• Requirement: When a line in the listing below contains the word "MemoryStore", return a copy of that line.

• Data listing:
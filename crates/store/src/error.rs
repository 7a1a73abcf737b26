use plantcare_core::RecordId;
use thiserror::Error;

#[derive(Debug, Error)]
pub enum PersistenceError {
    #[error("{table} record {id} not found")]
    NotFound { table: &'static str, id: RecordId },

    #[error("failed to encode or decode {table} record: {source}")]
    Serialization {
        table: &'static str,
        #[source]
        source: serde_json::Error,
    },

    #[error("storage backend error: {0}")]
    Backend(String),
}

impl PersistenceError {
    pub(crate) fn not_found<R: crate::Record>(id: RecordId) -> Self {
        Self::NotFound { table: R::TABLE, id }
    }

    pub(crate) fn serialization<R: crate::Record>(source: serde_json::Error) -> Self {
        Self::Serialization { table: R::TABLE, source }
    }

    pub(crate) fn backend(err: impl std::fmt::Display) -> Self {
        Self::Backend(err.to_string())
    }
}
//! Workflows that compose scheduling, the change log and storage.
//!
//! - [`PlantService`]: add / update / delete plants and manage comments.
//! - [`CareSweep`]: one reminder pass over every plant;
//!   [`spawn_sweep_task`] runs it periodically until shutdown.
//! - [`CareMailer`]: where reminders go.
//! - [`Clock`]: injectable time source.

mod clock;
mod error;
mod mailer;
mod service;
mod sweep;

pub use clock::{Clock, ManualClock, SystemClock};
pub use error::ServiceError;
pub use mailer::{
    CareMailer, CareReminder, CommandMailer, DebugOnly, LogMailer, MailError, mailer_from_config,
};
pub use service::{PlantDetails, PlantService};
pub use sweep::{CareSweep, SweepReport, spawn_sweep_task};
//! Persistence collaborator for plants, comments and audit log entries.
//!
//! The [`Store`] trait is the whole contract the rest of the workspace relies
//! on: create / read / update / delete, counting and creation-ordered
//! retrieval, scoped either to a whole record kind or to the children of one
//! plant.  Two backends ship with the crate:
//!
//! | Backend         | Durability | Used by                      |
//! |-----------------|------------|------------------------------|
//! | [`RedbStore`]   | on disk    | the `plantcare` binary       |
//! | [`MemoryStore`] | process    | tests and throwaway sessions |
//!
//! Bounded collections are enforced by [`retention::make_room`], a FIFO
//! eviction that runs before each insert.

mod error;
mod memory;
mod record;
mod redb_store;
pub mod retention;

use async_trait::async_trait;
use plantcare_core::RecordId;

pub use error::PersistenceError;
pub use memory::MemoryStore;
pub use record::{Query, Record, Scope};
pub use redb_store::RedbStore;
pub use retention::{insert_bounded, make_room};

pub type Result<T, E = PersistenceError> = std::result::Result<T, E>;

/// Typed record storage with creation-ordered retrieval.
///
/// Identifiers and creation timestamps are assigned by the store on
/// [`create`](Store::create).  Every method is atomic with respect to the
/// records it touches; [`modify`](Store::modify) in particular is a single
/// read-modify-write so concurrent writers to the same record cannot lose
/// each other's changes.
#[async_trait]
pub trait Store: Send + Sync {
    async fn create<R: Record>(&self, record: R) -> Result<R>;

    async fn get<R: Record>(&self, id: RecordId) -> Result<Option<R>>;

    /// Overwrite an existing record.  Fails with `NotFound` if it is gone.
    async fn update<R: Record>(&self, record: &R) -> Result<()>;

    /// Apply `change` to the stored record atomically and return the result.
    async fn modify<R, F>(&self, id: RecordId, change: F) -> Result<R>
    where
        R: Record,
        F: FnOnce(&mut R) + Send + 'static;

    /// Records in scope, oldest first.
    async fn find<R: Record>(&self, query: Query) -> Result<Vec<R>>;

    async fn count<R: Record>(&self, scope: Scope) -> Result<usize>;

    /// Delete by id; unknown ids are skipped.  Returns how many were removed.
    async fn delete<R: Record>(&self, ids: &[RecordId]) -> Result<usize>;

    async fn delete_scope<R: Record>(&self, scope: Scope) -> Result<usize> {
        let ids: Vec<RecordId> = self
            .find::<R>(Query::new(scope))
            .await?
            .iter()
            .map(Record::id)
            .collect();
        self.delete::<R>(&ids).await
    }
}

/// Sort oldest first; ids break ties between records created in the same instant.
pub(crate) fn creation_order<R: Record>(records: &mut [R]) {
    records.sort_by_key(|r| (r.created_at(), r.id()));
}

• Answer to this task:
//! | [`MemoryStore`] | process    | tests and throwaway sessions |
pub use memory::MemoryStore;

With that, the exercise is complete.